▶ **PROBLEM**: Could you transcribe every record below exactly as it stands?

Stored data entries

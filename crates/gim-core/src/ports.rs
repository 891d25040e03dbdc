//! Boundaries to the collaborators the core does not own: durable storage and
//! per-member delivery.

use async_trait::async_trait;
use chrono::{DateTime, Utc};
use serde::{Deserialize, Serialize};

use crate::{
    domain::{ChatId, GroupId, MemberKind, MessageId, UserId},
    message::Message,
    Result,
};

/// Persisted chat metadata.
#[derive(Clone, Debug, PartialEq, Serialize, Deserialize)]
pub struct ChatRecord {
    pub cid: ChatId,
    pub gid: GroupId,
    /// Highest message id persisted so far (0 for an empty chat).
    pub current_mid: MessageId,
}

/// Durable chat message. Append-only, keyed by `(cid, mid)`.
#[derive(Clone, Debug, PartialEq, Serialize, Deserialize)]
pub struct ChatMessage {
    pub cid: ChatId,
    pub mid: MessageId,
    pub sender: UserId,
    pub message: String,
    pub message_type: i32,
    pub send_at: DateTime<Utc>,
}

#[derive(Clone, Debug, PartialEq, Serialize, Deserialize)]
pub struct GroupRecord {
    pub gid: GroupId,
    pub chat_id: ChatId,
    pub name: String,
    pub owner: UserId,
    pub created_at: DateTime<Utc>,
}

#[derive(Clone, Debug, PartialEq, Serialize, Deserialize)]
pub struct GroupMemberRecord {
    pub gid: GroupId,
    pub uid: UserId,
    pub kind: MemberKind,
    #[serde(default)]
    pub remark: String,
}

/// Chat persistence used by the group engine.
#[async_trait]
pub trait ChatStore: Send + Sync {
    async fn load_chat(&self, cid: ChatId) -> Result<ChatRecord>;

    /// Append one record. Must fail if `(cid, mid)` already exists.
    async fn append_chat_message(&self, msg: &ChatMessage) -> Result<()>;

    /// Authoritative id the next message of `cid` should get.
    async fn next_message_id(&self, cid: ChatId) -> Result<MessageId>;
}

/// Group and membership persistence used by the registry and the API handlers.
#[async_trait]
pub trait GroupStore: Send + Sync {
    async fn get_group(&self, gid: GroupId) -> Result<GroupRecord>;

    /// Create a group together with its chat.
    async fn create_group(&self, name: &str, owner: UserId) -> Result<GroupRecord>;

    async fn get_members(&self, gid: GroupId) -> Result<Vec<GroupMemberRecord>>;

    /// Add members, returning the records that were created.
    async fn add_members(
        &self,
        gid: GroupId,
        kind: MemberKind,
        uids: &[UserId],
    ) -> Result<Vec<GroupMemberRecord>>;

    async fn remove_member(&self, gid: GroupId, uid: UserId) -> Result<()>;

    /// True when every uid names a known user.
    async fn has_users(&self, uids: &[UserId]) -> Result<bool>;
}

/// Per-member delivery primitive: enqueue and forget.
///
/// Implementations own their timeouts and retries; failures stay inside the
/// implementation.
#[async_trait]
pub trait DeliveryChannel: Send + Sync {
    async fn deliver(&self, uid: UserId, message: &Message);
}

▶ **TASK OUTPUT**:
filename crates/gim-core/src/ports.rs
repository 891d25040e03dbdc
//! Boundaries to the collaborators the core does not own: durable storage and
//! per-member delivery.

use async_trait::async_trait;
use chrono::{DateTime, Utc};
use serde::{Deserialize, Serialize};

use crate::{
    domain::{ChatId, GroupId, MemberKind, MessageId, UserId},
    message::Message,
    Result,
};

/// Persisted chat metadata.
#[derive(Clone, Debug, PartialEq, Serialize, Deserialize)]
pub struct ChatRecord {
    pub cid: ChatId,
    pub gid: GroupId,
    /// Highest message id persisted so far (0 for an empty chat).
    pub current_mid: MessageId,
}

/// Durable chat message. Append-only, keyed by `(cid, mid)`.
#[derive(Clone, Debug, PartialEq, Serialize, Deserialize)]
pub struct ChatMessage {
    pub cid: ChatId,
    pub mid: MessageId,
    pub sender: UserId,
    pub message: String,
    pub message_type: i32,
    pub send_at: DateTime<Utc>,
}

#[derive(Clone, Debug, PartialEq, Serialize, Deserialize)]
pub struct GroupRecord {
    pub gid: GroupId,
    pub chat_id: ChatId,
    pub name: String,
    pub owner: UserId,
    pub created_at: DateTime<Utc>,
}

#[derive(Clone, Debug, PartialEq, Serialize, Deserialize)]
pub struct GroupMemberRecord {
    pub gid: GroupId,
    pub uid: UserId,
    pub kind: MemberKind,
    #[serde(default)]
    pub remark: String,
}

/// Chat persistence used by the group engine.
#[async_trait]
pub trait ChatStore: Send + Sync {
    async fn load_chat(&self, cid: ChatId) -> Result<ChatRecord>;

    /// Append one record. Must fail if `(cid, mid)` already exists.
    async fn append_chat_message(&self, msg: &ChatMessage) -> Result<()>;

    /// Authoritative id the next message of `cid` should get.
    async fn next_message_id(&self, cid: ChatId) -> Result<MessageId>;
}

/// Group and membership persistence used by the registry and the API handlers.
#[async_trait]
pub trait GroupStore: Send + Sync {
    async fn get_group(&self, gid: GroupId) -> Result<GroupRecord>;

    /// Create a group together with its chat.
    async fn create_group(&self, name: &str, owner: UserId) -> Result<GroupRecord>;

    async fn get_members(&self, gid: GroupId) -> Result<Vec<GroupMemberRecord>>;

    /// Add members, returning the records that were created.
    async fn add_members(
        &self,
        gid: GroupId,
        kind: MemberKind,
        uids: &[UserId],
    ) -> Result<Vec<GroupMemberRecord>>;

    async fn remove_member(&self, gid: GroupId, uid: UserId) -> Result<()>;

    /// True when every uid names a known user.
    async fn has_users(&self, uids: &[UserId]) -> Result<bool>;
}

/// Per-member delivery primitive: enqueue and forget.
///
/// Implementations own their timeouts and retries; failures stay inside the
/// implementation.
#[async_trait]
pub trait DeliveryChannel: Send + Sync {
    async fn deliver(&self, uid: UserId, message: &Message);
}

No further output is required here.